[WHAT YOU HAVE TO DO] For each line below with the word "NoticeLevel", write out a copy.

-------- MATERIAL FOR THIS EXERCISE --------

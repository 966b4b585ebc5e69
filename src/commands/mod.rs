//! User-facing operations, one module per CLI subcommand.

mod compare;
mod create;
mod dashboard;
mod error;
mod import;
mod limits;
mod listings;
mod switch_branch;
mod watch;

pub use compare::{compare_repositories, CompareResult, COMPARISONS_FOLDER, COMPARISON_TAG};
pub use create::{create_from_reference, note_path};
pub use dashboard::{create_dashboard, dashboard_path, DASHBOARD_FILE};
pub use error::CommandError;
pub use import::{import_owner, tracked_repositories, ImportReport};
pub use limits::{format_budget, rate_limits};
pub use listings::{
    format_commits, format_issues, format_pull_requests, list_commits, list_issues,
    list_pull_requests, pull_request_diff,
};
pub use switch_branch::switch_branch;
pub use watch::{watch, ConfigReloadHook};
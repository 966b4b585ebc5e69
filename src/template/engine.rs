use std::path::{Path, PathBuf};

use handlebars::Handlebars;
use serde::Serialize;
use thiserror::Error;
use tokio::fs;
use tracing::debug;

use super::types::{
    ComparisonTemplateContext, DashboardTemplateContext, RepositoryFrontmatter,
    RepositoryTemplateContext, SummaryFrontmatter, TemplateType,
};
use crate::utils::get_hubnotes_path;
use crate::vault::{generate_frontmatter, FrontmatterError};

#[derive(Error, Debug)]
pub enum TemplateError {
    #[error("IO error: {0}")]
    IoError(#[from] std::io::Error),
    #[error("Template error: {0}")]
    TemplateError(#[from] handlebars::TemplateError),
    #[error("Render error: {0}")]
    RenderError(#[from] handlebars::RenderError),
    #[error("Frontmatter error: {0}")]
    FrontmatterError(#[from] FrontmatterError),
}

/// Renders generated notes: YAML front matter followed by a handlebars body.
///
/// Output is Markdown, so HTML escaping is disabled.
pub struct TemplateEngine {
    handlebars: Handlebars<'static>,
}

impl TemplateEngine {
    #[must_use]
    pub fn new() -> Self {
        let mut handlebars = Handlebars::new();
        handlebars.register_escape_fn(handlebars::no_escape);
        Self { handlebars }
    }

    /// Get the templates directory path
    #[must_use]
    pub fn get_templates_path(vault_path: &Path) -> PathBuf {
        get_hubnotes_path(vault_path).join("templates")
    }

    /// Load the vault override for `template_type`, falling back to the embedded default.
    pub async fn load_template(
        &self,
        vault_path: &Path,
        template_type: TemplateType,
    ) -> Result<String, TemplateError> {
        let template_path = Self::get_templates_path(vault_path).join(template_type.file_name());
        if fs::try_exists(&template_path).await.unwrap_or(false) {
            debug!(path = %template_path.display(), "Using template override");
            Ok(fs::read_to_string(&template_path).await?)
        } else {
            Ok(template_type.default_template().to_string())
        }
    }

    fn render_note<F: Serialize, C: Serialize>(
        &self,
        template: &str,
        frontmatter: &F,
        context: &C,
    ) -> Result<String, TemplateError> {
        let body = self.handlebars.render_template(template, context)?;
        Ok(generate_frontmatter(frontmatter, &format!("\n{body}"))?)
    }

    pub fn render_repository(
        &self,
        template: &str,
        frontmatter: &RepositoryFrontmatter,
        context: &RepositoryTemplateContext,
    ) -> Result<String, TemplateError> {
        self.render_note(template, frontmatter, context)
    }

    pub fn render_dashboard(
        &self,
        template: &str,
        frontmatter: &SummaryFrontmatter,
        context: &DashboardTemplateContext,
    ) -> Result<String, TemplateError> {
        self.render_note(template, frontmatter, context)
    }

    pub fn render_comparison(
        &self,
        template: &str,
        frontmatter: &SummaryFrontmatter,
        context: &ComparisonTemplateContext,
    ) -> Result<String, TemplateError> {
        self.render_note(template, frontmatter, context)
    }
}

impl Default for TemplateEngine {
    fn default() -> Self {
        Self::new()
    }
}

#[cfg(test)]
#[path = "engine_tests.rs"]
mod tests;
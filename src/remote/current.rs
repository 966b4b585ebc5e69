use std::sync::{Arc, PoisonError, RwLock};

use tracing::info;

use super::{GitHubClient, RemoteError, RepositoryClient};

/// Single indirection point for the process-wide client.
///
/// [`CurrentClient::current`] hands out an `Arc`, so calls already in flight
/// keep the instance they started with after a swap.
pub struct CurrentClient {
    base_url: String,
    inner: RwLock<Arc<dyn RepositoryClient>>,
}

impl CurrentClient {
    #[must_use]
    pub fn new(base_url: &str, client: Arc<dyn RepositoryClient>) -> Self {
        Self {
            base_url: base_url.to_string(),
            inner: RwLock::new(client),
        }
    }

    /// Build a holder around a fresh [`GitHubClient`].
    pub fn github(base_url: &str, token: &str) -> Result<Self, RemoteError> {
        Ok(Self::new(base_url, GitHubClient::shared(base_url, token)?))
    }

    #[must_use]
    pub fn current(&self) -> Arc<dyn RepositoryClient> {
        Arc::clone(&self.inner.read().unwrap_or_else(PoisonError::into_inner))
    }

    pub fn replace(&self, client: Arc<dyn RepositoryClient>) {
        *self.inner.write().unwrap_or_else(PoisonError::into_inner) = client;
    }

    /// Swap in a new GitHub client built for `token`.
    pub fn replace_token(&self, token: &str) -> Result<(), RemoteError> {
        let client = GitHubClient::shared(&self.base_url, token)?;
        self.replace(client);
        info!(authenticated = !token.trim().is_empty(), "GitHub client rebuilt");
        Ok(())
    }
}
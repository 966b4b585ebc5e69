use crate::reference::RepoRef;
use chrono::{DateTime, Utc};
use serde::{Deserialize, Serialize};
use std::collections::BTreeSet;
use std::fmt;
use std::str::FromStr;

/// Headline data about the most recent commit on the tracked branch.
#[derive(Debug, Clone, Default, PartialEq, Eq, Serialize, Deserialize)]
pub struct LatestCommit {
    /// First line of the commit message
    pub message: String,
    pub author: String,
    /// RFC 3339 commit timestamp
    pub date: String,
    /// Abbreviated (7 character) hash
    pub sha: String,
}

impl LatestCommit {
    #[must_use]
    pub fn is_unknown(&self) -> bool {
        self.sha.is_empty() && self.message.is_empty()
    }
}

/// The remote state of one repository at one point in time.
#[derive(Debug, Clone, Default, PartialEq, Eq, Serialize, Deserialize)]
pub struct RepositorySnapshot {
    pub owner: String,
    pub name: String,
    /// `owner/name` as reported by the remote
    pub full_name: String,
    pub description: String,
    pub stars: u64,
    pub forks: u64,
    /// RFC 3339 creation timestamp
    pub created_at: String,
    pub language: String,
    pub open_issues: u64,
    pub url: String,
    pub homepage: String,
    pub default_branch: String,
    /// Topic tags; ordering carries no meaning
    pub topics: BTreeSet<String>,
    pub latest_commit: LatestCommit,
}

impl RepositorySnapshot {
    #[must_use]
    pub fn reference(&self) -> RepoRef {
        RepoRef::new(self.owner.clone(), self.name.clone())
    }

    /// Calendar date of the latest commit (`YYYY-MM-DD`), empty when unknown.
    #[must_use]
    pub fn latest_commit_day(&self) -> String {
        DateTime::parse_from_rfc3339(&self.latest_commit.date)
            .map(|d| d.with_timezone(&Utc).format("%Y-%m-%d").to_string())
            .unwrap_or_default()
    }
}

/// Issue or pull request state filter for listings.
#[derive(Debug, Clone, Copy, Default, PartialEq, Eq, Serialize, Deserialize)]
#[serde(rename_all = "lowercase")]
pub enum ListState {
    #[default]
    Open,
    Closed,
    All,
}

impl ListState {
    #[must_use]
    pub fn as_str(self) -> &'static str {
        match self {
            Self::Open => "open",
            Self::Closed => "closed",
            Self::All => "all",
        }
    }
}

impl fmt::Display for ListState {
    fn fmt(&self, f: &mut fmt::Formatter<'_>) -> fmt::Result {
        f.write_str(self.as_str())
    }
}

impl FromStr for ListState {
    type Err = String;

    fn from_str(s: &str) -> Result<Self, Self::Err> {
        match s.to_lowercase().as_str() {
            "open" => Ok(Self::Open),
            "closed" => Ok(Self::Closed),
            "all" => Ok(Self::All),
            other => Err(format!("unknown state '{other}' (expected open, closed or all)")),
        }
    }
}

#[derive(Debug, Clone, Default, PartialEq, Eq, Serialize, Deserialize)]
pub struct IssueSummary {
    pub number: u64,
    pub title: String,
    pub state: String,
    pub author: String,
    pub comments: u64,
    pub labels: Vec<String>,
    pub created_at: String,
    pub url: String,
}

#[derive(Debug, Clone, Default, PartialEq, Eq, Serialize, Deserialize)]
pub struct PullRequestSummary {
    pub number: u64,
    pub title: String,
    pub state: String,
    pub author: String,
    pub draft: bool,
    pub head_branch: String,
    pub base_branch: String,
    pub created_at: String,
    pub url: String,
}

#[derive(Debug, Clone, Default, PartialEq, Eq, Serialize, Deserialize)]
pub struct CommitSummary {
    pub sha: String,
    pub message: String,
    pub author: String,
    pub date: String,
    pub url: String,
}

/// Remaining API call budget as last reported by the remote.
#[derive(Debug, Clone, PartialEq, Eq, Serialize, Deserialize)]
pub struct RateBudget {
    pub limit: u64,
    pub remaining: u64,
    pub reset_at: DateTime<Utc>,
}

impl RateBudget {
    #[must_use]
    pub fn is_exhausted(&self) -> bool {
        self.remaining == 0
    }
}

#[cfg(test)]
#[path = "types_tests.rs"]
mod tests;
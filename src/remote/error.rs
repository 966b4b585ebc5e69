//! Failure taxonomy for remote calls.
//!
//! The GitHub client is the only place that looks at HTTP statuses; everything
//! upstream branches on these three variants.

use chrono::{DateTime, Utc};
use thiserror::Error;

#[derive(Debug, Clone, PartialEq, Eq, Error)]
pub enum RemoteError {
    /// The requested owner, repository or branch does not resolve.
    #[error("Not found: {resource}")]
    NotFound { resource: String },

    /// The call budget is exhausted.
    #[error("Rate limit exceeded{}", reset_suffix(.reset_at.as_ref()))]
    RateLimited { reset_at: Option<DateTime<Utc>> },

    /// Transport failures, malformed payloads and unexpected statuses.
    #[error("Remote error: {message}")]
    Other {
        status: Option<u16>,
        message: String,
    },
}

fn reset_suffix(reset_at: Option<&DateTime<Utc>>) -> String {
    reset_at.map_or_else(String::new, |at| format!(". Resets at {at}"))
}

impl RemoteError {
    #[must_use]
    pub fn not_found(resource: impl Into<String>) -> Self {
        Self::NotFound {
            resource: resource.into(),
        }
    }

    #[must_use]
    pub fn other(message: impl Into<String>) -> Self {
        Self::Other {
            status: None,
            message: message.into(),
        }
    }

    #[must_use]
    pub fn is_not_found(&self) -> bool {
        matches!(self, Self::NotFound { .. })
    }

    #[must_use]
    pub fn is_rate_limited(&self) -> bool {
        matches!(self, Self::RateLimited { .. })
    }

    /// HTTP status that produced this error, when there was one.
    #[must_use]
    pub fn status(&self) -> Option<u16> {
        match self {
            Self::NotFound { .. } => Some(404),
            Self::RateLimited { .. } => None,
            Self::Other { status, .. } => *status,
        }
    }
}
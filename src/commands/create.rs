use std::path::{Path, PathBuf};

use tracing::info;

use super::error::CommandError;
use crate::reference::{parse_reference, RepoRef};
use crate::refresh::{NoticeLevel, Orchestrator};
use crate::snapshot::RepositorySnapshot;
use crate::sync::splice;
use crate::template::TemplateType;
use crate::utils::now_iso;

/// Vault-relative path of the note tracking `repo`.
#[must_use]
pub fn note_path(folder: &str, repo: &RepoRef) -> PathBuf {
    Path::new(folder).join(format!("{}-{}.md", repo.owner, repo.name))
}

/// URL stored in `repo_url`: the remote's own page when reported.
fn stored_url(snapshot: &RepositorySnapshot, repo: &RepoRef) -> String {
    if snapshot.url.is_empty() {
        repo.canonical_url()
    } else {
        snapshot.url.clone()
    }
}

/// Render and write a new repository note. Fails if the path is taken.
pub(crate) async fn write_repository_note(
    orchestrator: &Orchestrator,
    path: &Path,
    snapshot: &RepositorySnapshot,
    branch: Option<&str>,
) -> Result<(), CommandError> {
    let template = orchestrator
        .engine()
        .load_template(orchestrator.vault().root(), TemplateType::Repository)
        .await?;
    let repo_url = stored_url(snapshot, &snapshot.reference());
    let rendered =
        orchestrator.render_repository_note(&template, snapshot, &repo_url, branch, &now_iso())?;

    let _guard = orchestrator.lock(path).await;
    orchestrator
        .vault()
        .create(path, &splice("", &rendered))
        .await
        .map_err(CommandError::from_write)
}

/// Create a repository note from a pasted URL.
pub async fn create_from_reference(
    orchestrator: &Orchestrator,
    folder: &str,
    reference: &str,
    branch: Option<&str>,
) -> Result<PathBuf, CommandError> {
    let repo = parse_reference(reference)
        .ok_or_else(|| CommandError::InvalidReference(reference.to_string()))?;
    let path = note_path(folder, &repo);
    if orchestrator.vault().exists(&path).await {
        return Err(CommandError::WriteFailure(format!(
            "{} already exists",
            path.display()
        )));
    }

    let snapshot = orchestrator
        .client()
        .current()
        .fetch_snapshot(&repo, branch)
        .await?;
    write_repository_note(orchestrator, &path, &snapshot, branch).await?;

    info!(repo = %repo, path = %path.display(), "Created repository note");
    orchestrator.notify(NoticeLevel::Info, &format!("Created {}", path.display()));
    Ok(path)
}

--------

[EXERCISE ANSWER]
use crate::refresh::{NoticeLevel, Orchestrator};
    orchestrator.notify(NoticeLevel::Info, &format!("Created {}", path.display()));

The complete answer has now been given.